◆ **Exercise objective**
One line in the listing below contains "HTML date input". Repeat that line and each line after it exactly, ending with the last one.

◆ **Provided data**
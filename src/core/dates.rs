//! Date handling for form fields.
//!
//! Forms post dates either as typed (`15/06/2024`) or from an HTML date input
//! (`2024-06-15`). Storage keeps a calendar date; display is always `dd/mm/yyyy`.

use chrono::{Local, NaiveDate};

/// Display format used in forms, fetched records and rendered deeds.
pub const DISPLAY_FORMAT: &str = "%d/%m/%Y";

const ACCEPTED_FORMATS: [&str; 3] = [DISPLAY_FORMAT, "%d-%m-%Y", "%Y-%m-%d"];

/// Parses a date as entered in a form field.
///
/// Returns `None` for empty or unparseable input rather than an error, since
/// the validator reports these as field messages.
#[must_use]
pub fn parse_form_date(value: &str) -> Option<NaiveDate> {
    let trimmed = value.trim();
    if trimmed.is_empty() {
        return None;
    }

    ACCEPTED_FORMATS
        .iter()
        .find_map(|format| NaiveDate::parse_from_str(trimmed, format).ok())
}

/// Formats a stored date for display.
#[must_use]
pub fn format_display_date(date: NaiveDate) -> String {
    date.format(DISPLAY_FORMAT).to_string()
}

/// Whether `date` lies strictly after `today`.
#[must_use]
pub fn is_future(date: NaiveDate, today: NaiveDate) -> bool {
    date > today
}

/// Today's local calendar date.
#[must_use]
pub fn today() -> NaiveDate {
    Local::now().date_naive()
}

◆ **Result**
//! Forms post dates either as typed (`15/06/2024`) or from an HTML date input
//! (`2024-06-15`). Storage keeps a calendar date; display is always `dd/mm/yyyy`.

use chrono::{Local, NaiveDate};

/// Display format used in forms, fetched records and rendered deeds.
pub const DISPLAY_FORMAT: &str = "%d/%m/%Y";

const ACCEPTED_FORMATS: [&str; 3] = [DISPLAY_FORMAT, "%d-%m-%Y", "%Y-%m-%d"];

/// Parses a date as entered in a form field.
///
/// Returns `None` for empty or unparseable input rather than an error, since
/// the validator reports these as field messages.
#[must_use]
pub fn parse_form_date(value: &str) -> Option<NaiveDate> {
    let trimmed = value.trim();
    if trimmed.is_empty() {
        return None;
    }

    ACCEPTED_FORMATS
        .iter()
        .find_map(|format| NaiveDate::parse_from_str(trimmed, format).ok())
}

/// Formats a stored date for display.
#[must_use]
pub fn format_display_date(date: NaiveDate) -> String {
    date.format(DISPLAY_FORMAT).to_string()
}

/// Whether `date` lies strictly after `today`.
#[must_use]
pub fn is_future(date: NaiveDate, today: NaiveDate) -> bool {
    date > today
}

/// Today's local calendar date.
#[must_use]
pub fn today() -> NaiveDate {
    Local::now().date_naive()
}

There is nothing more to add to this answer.